Distributed Training¶
ProcessGroup support in custom ops Custom operators can now accept ProcessGroup objects directly as arguments rather than requiring callers to convert them to string group names and looking them up in a global registry. All c10d functional collective ops (all_reduce, reduce_scatter, etc) have been updated to accept both ProcessGroup objects directly and the string names. Contributed by Aaron Orenstein (Meta) (PR #172795). Multi-GPU/multi-node profiling improvements PyTorch Profiler Events API now exposes flow IDs, flow types, activity types, unfinished events, and Python function events — bringing events() to parity with the Chrome trace JSON output and enabling richer programmatic post-hoc analysis. In addition it is now possible to correlate NCCL collective traces across ranks using a new seq_num field – all ranks participating in the same collective share the same sequence number within a process group. Together these changes significantly improve the tooling for debugging distributed training performance across multiple GPUs and nodes. API enrichment by Ryan Zhang (Meta) (PR #177888) and NCCL seq_num added by Marvin Dsouza (Meta) (PR #177148). FlightRecorder: ncclx + gloo Backends FlightRecorder's trace analyzer now supports ncclx and gloo backends alongside the existing nccl and xccl backends, enabling distributed communication tracing across a broader set of collective backends. Additionally, FlightRecorder now recognizes torchcomms operations (e.g., all_gather_single, reduce_scatter_v, barrier) that were previously untracked. A race condition that could cause an infinite loop when multiple process groups concurrently accessed the FlightRecorder singleton was also fixed in this cycle. Backend allowlist added by Lily Janjigian (Meta) (PR #180268), with torchcomms operation support by Tushar Jain (PR #178359).
Platform Related Updates¶
CUDA¶
CUDA Graph kernel annotations torch.cuda.graph now accepts an enable_annotations kwarg that injects annotation metadata (e.g., collective op names, process groups, message sizes) into individual kernels within captured CUDA graphs. After post-processing tracer with a companion post-processing script (python -m torch.cuda._annotate_cuda_graph_trace)annotations are merged into traces. These annotations appear in Perfetto/Chrome profiler traces, making it significantly easier to understand what each kernel in a replayed graph is doing. Contributed by Shangdi Yu (Meta) (PR #179768). CUDA Green Context workqueue limit CUDA Green Contexts now support specifying a workqueue limit, giving finer-grained control over GPU resource partitioning. This experimental feature allows users to constrain the number of concurrent work submissions within a green context, enabling more predictable resource sharing across concurrent workloads.
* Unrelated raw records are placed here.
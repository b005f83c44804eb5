//! Contract call error classification
//!
//! Every failed contract call is reduced to a [`ContractCallError`] here so
//! call sites never match on error text themselves.

use serde::{Deserialize, Serialize};
use thiserror::Error;

pub const REVERT_DIAGNOSTIC: &str =
    "Contract call failed - the contract might not support this method";
pub const NETWORK_DIAGNOSTIC: &str = "Network connection error - please try again";
pub const UNKNOWN_ERROR_DIAGNOSTIC: &str = "Unknown error";

// Matched on whole words, so "disconnected" is not "connect" and a chain
// named in the text is not a network failure.
const REVERT_PHRASES: [&str; 5] = [
    "revert",
    "reverted",
    "call_exception",
    "call exception",
    "execution reverted",
];

const NETWORK_PHRASES: [&str; 14] = [
    "error sending request",
    "could not detect network",
    "network error",
    "connection refused",
    "connection reset",
    "connection closed",
    "connection error",
    "failed to connect",
    "error trying to connect",
    "timed out",
    "timeout",
    "dns error",
    "unreachable",
    "no route to host",
];

/// Broad category of a failed contract call
#[derive(Debug, Clone, Copy, PartialEq, Eq, Serialize, Deserialize)]
pub enum CallErrorKind {
    /// The node executed the call and the contract reverted
    Revert,
    /// The request never got a usable answer from the node
    Network,
    Unknown,
}

/// A failed read against the lock contract
#[derive(Debug, Clone, PartialEq, Eq, Error)]
#[error("{kind:?} contract call error: {message}")]
pub struct ContractCallError {
    pub kind: CallErrorKind,
    pub message: String,
}

impl ContractCallError {
    pub fn new(kind: CallErrorKind, message: impl Into<String>) -> Self {
        Self {
            kind,
            message: message.into(),
        }
    }

    /// Build an error from raw text, deriving the kind from its content
    pub fn from_message(message: impl Into<String>) -> Self {
        let message = message.into();
        Self {
            kind: classify(&message),
            message,
        }
    }

    /// User-facing text for a failed primary check
    pub fn diagnostic(&self) -> String {
        match self.kind {
            CallErrorKind::Revert => REVERT_DIAGNOSTIC.to_string(),
            CallErrorKind::Network => NETWORK_DIAGNOSTIC.to_string(),
            CallErrorKind::Unknown => unclassified_diagnostic(&self.message),
        }
    }
}

/// Categorize an error message. Revert wins over network when both match.
pub fn classify(message: &str) -> CallErrorKind {
    let lowered = message.to_lowercase();
    let words: Vec<&str> = lowered
        .split(|c: char| !(c.is_alphanumeric() || c == '_'))
        .filter(|word| !word.is_empty())
        .collect();

    if contains_any(&words, &REVERT_PHRASES) {
        CallErrorKind::Revert
    } else if contains_any(&words, &NETWORK_PHRASES) {
        CallErrorKind::Network
    } else {
        CallErrorKind::Unknown
    }
}

fn contains_any(words: &[&str], phrases: &[&str]) -> bool {
    phrases.iter().any(|phrase| {
        let phrase: Vec<&str> = phrase.split(' ').collect();
        words.windows(phrase.len()).any(|window| window == phrase.as_slice())
    })
}

/// `"Error: <message>"`, or `"Unknown error"` when there is nothing to show
pub fn unclassified_diagnostic(message: &str) -> String {
    let message = message.trim();
    if message.is_empty() {
        UNKNOWN_ERROR_DIAGNOSTIC.to_string()
    } else {
        format!("Error: {}", message)
    }
}
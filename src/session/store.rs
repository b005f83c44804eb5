use crate::session::{reduce, RequestToken, SessionEvent, SessionState};
use crate::validation::TicketValidator;
use std::collections::HashMap;
use std::sync::atomic::{AtomicU64, Ordering};
use std::sync::Arc;
use std::time::{Duration, Instant};
use tokio::sync::RwLock;
use tracing::{debug, warn};

/// Shared handle to one session's state
///
/// Clones refer to the same session. Tokens are drawn from a counter that
/// survives `Reset`, so a token is never reused within a session.
#[derive(Clone)]
pub struct SessionStore {
    state: Arc<RwLock<SessionState>>,
    next_token: Arc<AtomicU64>,
}

impl SessionStore {
    pub fn new() -> Self {
        Self {
            state: Arc::new(RwLock::new(SessionState::default())),
            next_token: Arc::new(AtomicU64::new(1)),
        }
    }

    pub async fn snapshot(&self) -> SessionState {
        self.state.read().await.clone()
    }

    pub async fn dispatch(&self, event: SessionEvent) -> SessionState {
        let mut state = self.state.write().await;
        *state = reduce(&state, event);
        state.clone()
    }

    /// Validate whatever address the session currently holds
    ///
    /// The result is applied only if no newer input, reset, or validation
    /// happened while the contract calls were in flight.
    pub async fn validate_current(&self, validator: &TicketValidator) -> SessionState {
        let (token, address) = self.start().await;

        let outcome = validator.validate(&address).await;

        let mut state = self.state.write().await;
        if state.pending_token != Some(token) {
            debug!("Discarding stale validation result for token {}", token);
        }
        *state = reduce(&state, SessionEvent::ValidationResolved { token, outcome });
        state.clone()
    }

    async fn start(&self) -> (RequestToken, String) {
        let token = self.next_token.fetch_add(1, Ordering::SeqCst);
        let mut state = self.state.write().await;
        *state = reduce(&state, SessionEvent::ValidationStarted(token));
        (token, state.address.clone())
    }
}

impl Default for SessionStore {
    fn default() -> Self {
        Self::new()
    }
}

/// All live sessions of the API server, keyed by session id
///
/// Sessions idle for longer than `idle_ttl` are evicted on the next `open`.
/// When the registry is still full after that, the least recently used
/// session makes room for the new one.
pub struct SessionRegistry {
    sessions: RwLock<HashMap<String, SessionEntry>>,
    next_id: AtomicU64,
    max_sessions: usize,
    idle_ttl: Duration,
}

struct SessionEntry {
    store: SessionStore,
    last_seen: Instant,
    // open order, breaks ties between equal `last_seen`
    seq: u64,
}

impl SessionRegistry {
    pub fn new(max_sessions: usize, idle_ttl: Duration) -> Self {
        Self {
            sessions: RwLock::new(HashMap::new()),
            next_id: AtomicU64::new(1),
            max_sessions: max_sessions.max(1),
            idle_ttl,
        }
    }

    /// Create an empty session and return its id
    pub async fn open(&self) -> String {
        let seq = self.next_id.fetch_add(1, Ordering::SeqCst);
        let id = format!("session-{}", seq);
        let now = Instant::now();

        let mut sessions = self.sessions.write().await;

        // Drop idle sessions first
        let before = sessions.len();
        sessions.retain(|_, entry| now.duration_since(entry.last_seen) < self.idle_ttl);
        if sessions.len() < before {
            debug!("Evicted {} idle sessions", before - sessions.len());
        }

        // Still full: make room by dropping the least recently used one
        if sessions.len() >= self.max_sessions {
            let oldest = sessions
                .iter()
                .min_by_key(|(_, entry)| (entry.last_seen, entry.seq))
                .map(|(id, _)| id.clone());
            if let Some(oldest) = oldest {
                warn!("Session limit {} reached, evicting {}", self.max_sessions, oldest);
                sessions.remove(&oldest);
            }
        }

        sessions.insert(
            id.clone(),
            SessionEntry {
                store: SessionStore::new(),
                last_seen: now,
                seq,
            },
        );
        id
    }

    /// Look a session up and mark it as recently used
    pub async fn get(&self, id: &str) -> Option<SessionStore> {
        let mut sessions = self.sessions.write().await;
        let expired = sessions.get(id)?.last_seen.elapsed() >= self.idle_ttl;
        if expired {
            sessions.remove(id);
            return None;
        }

        let entry = sessions.get_mut(id)?;
        entry.last_seen = Instant::now();
        Some(entry.store.clone())
    }

    /// Remove a session. Returns whether it existed.
    pub async fn close(&self, id: &str) -> bool {
        self.sessions.write().await.remove(id).is_some()
    }

    pub async fn len(&self) -> usize {
        self.sessions.read().await.len()
    }
}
Contributed by Matthias Jouanneaux (NVIDIA) (PR #177242).
ROCm¶
ROCm: Expandable segments AMD GPUs (ROCm >= 7.02) now support expandable memory segments in PyTorch's caching allocator, matching the CUDA feature that reduces memory fragmentation by dynamically growing allocations via virtual memory APIs. Added by Prachi Gupta (AMD) (PR #173330) ROCm: rocSHMEM support rocSHMEM support enables symmetric memory collective operations (torch.ops.symm_mem.) on AMD GPUs, porting the NVSHMEM-based on-GPU communication primitives — including point-to-point, broadcast, all-to-all, and MoE-oriented 2D AllToAllv — to ROCm. The rocSHMEM implementation uses a dedicated compilation unit to handle API and warp-size differences between NVSHMEM and rocSHMEM. Contributed by Prachi Gupta (PR #173518). ROCm: hipSPARSELt and FP8 semi-structured sparsity hipSPARSELt is now enabled by default in PyTorch builds on ROCm >= 7.12, bringing semi-structured (2:4) sparsity support to AMD GPUs. FP8 (float8_e4m3fn) inputs are also now supported through hipSPARSELt on MI350X (gfx950), with FP32 output. This enables the same torch._cslt_sparse_mm sparsity acceleration path that was previously CUDA-only. hipSPARSELt enabled by rraminen (AMD) (PR #170852), with FP8 semi-structured sparsity added by Benji Beck (Meta) (PR #179310). ROCm: Inductor FlexAttention pipelining* FlexAttention on AMD GPUs now uses two-stage pipelining in the Triton backend, delivering 5-26% speedups across a range of attention patterns (causal, alibi, sliding window) and shapes on MI350X. This was a one-line configuration change (num_stages=1 to 2) that unlocks more efficient memory-compute overlap. Contributed by nithinsubbiah (PR #176676).
Apple MPS¶
MPS: Metal-4 offline shader compilation Apple Silicon binary wheels now ship with ahead-of-time-compiled Metal-4 shaders, built on macOS 26 with the metal-4 standard. This eliminates the runtime shader compilation overhead on first run, reducing startup latency for MPS workloads. A companion API (torch._C._mps_loadMetalllib) was also added for loading pre-compiled .metallib blobs directly, supporting the Triton Apple MPS backend's compile-time metallib workflow. Contributed by Isalia20 (Irakli Salia) (PR #179378).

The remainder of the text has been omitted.